A better way of putting it is that you can run plenty of things on a single ordinary system, but you may be disappointed at the performance. Generally, you can't expect inference to be as quick as with cloud for SOTA-like models. You have to run smaller models for quick replies, and large models with a lot of real-world knowledge for less time-critical inference, possibly batching many requests simultaneously to improve throughput.

_the_inflator a day ago [ - ]

One year ago finetuned local LLMs had a significant edge over ChatGPT or Claude. Look up in YouTube all the DIY videos testing LLMs on their own machines with different setups.

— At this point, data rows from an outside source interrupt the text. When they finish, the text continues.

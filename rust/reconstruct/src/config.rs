// This Source Code Form is subject to the terms of the Mozilla Public
// License, v. 2.0. If a copy of the MPL was not distributed with this
// file, You can obtain one at https://mozilla.org/MPL/2.0/.

//! Reconstruction parameters.
//!
//! All lengths are in the caller's length unit ([`LengthUnit`]). Defaults are
//! tuned for drawings in feet, the native unit of most BIM hosts.

use serde::{Deserialize, Serialize};

use crate::error::{Error, Result};

/// Length unit of the incoming geometry
#[derive(Debug, Clone, Copy, Serialize, Deserialize, PartialEq, Eq, Default)]
#[serde(rename_all = "lowercase")]
pub enum LengthUnit {
    #[default]
    Feet,
    Inches,
    Meters,
    Millimeters,
}

impl LengthUnit {
    pub fn inches_per_unit(&self) -> f64 {
        match self {
            LengthUnit::Feet => 12.0,
            LengthUnit::Inches => 1.0,
            LengthUnit::Meters => 1.0 / 0.0254,
            LengthUnit::Millimeters => 1.0 / 25.4,
        }
    }

    pub fn feet_per_unit(&self) -> f64 {
        self.inches_per_unit() / 12.0
    }
}

/// Configuration for the reconstruction pipeline
#[derive(Debug, Clone, Serialize, Deserialize, PartialEq)]
#[serde(rename_all = "camelCase", default)]
pub struct ReconstructionConfig {
    /// Exterior wall thickness. Default: 0.875 (10.5")
    pub exterior_wall_thickness: f64,
    /// Interior wall thickness. Default: 0.375 (4.5")
    pub interior_wall_thickness: f64,
    /// Allowed deviation of a measured gap from a thickness class. Default: 0.1
    pub tolerance: f64,
    /// Curves shorter than this are dropped during normalization. Default: 0.5
    pub min_line_length: f64,
    /// Merged walls shorter than this are discarded. Default: 2.0
    pub min_wall_length: f64,
    /// Largest gap bridged by the collinear merge. Default: 10.0
    pub max_merge_gap: f64,
    /// Gaps up to this width are bridged without recording an opening. Default: 0.25
    pub min_opening_gap: f64,
    /// Gaps at least this wide are provisionally doors. Default: 3.5
    pub door_width_threshold: f64,
    /// Narrowest window on an exterior wall. Default: 1.0
    pub window_min_width: f64,
    /// Widest window on an exterior wall. Default: 6.0
    pub window_max_width: f64,
    /// Smallest door swing arc radius. Default: 2.0
    pub min_door_radius: f64,
    /// Largest door swing arc radius. Default: 3.5
    pub max_door_radius: f64,
    /// Minimum longitudinal overlap of two paired lines. Default: 1.0
    pub min_overlap: f64,
    /// Grid used to group centerlines before merging. Default: 0.5
    pub centerline_snap: f64,
    /// How far a swing arc center may sit from a wall centerline. Default: 1.0
    pub swing_center_tolerance: f64,
    /// Unit of all lengths above and of the input curves
    pub unit: LengthUnit,
}

impl Default for ReconstructionConfig {
    fn default() -> Self {
        Self {
            exterior_wall_thickness: 0.875,
            interior_wall_thickness: 0.375,
            tolerance: 0.1,
            min_line_length: 0.5,
            min_wall_length: 2.0,
            max_merge_gap: 10.0,
            min_opening_gap: 0.25,
            door_width_threshold: 3.5,
            window_min_width: 1.0,
            window_max_width: 6.0,
            min_door_radius: 2.0,
            max_door_radius: 3.5,
            min_overlap: 1.0,
            centerline_snap: 0.5,
            swing_center_tolerance: 1.0,
            unit: LengthUnit::Feet,
        }
    }
}

impl ReconstructionConfig {
    /// Builder-style setter for both wall thickness classes.
    pub fn with_thicknesses(mut self, exterior: f64, interior: f64) -> Self {
        self.exterior_wall_thickness = exterior;
        self.interior_wall_thickness = interior;
        self
    }

    /// Builder-style setter for the thickness tolerance.
    pub fn with_tolerance(mut self, tolerance: f64) -> Self {
        self.tolerance = tolerance;
        self
    }

    /// Builder-style setter for the length unit.
    pub fn with_unit(mut self, unit: LengthUnit) -> Self {
        self.unit = unit;
        self
    }

    /// Upper bound of the perpendicular gap the pair search will look at
    pub fn max_pair_gap(&self) -> f64 {
        self.exterior_wall_thickness.max(self.interior_wall_thickness) + self.tolerance
    }

    /// Reject configurations the pipeline cannot run with.
    pub fn validate(&self) -> Result<()> {
        let values = [
            ("exteriorWallThickness", self.exterior_wall_thickness),
            ("interiorWallThickness", self.interior_wall_thickness),
            ("tolerance", self.tolerance),
            ("minLineLength", self.min_line_length),
            ("minWallLength", self.min_wall_length),
            ("maxMergeGap", self.max_merge_gap),
            ("minOpeningGap", self.min_opening_gap),
            ("doorWidthThreshold", self.door_width_threshold),
            ("windowMinWidth", self.window_min_width),
            ("windowMaxWidth", self.window_max_width),
            ("minDoorRadius", self.min_door_radius),
            ("maxDoorRadius", self.max_door_radius),
            ("minOverlap", self.min_overlap),
            ("centerlineSnap", self.centerline_snap),
            ("swingCenterTolerance", self.swing_center_tolerance),
        ];
        for (field, value) in values {
            if !value.is_finite() {
                return Err(Error::NonFinite { field });
            }
        }

        for (field, value) in [
            ("exteriorWallThickness", self.exterior_wall_thickness),
            ("interiorWallThickness", self.interior_wall_thickness),
            ("maxMergeGap", self.max_merge_gap),
            ("doorWidthThreshold", self.door_width_threshold),
            ("maxDoorRadius", self.max_door_radius),
            ("centerlineSnap", self.centerline_snap),
        ] {
            if value <= 0.0 {
                return Err(Error::NonPositive { field, value });
            }
        }

        for (field, value) in [
            ("tolerance", self.tolerance),
            ("minLineLength", self.min_line_length),
            ("minWallLength", self.min_wall_length),
            ("minOpeningGap", self.min_opening_gap),
            ("windowMinWidth", self.window_min_width),
            ("minDoorRadius", self.min_door_radius),
            ("minOverlap", self.min_overlap),
            ("swingCenterTolerance", self.swing_center_tolerance),
        ] {
            if value < 0.0 {
                return Err(Error::Negative { field, value });
            }
        }

        let thinnest = self
            .exterior_wall_thickness
            .min(self.interior_wall_thickness);
        if self.tolerance >= thinnest {
            return Err(Error::ToleranceTooLarge {
                tolerance: self.tolerance,
                thickness: thinnest,
            });
        }

        // Bands that merely touch are accepted; the shared boundary goes to exterior.
        // Equal thicknesses coincide even at zero tolerance.
        let separation = (self.exterior_wall_thickness - self.interior_wall_thickness).abs();
        if separation == 0.0 || separation < 2.0 * self.tolerance {
            return Err(Error::OverlappingThicknessBands {
                exterior: self.exterior_wall_thickness,
                interior: self.interior_wall_thickness,
                tolerance: self.tolerance,
            });
        }

        for (min_field, max_field, min, max) in [
            ("windowMinWidth", "windowMaxWidth", self.window_min_width, self.window_max_width),
            ("minDoorRadius", "maxDoorRadius", self.min_door_radius, self.max_door_radius),
            ("minOpeningGap", "maxMergeGap", self.min_opening_gap, self.max_merge_gap),
        ] {
            if min > max {
                return Err(Error::InvertedRange {
                    min_field,
                    max_field,
                    min,
                    max,
                });
            }
        }

        Ok(())
    }
}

Remember: one year showed up to be a gigantic leap in regards to quality of results and innovation in the AI space. Agents weren't really a thing and vibe coding wasn't even invented as a term because the top notch tools at the time were lousy, with lovable being the frontrunner with its - in my view - sorry Tailwind recombination tool shaming AI to do the work.

Then fall hit 2025 hit us, new year's eve and suddenly there was such a massive surge of innovation and competition with ChatGPT Codex suddenly showing up.

Remember: one year ago many now commonly used tools weren't yet available like Nano Banana or Codex.

"The 25k are so vast" - Yes, and no. For example, if the machine is bought for business usage I can deduct the costs from taxes. This roughly amount for 50% of the financial burden.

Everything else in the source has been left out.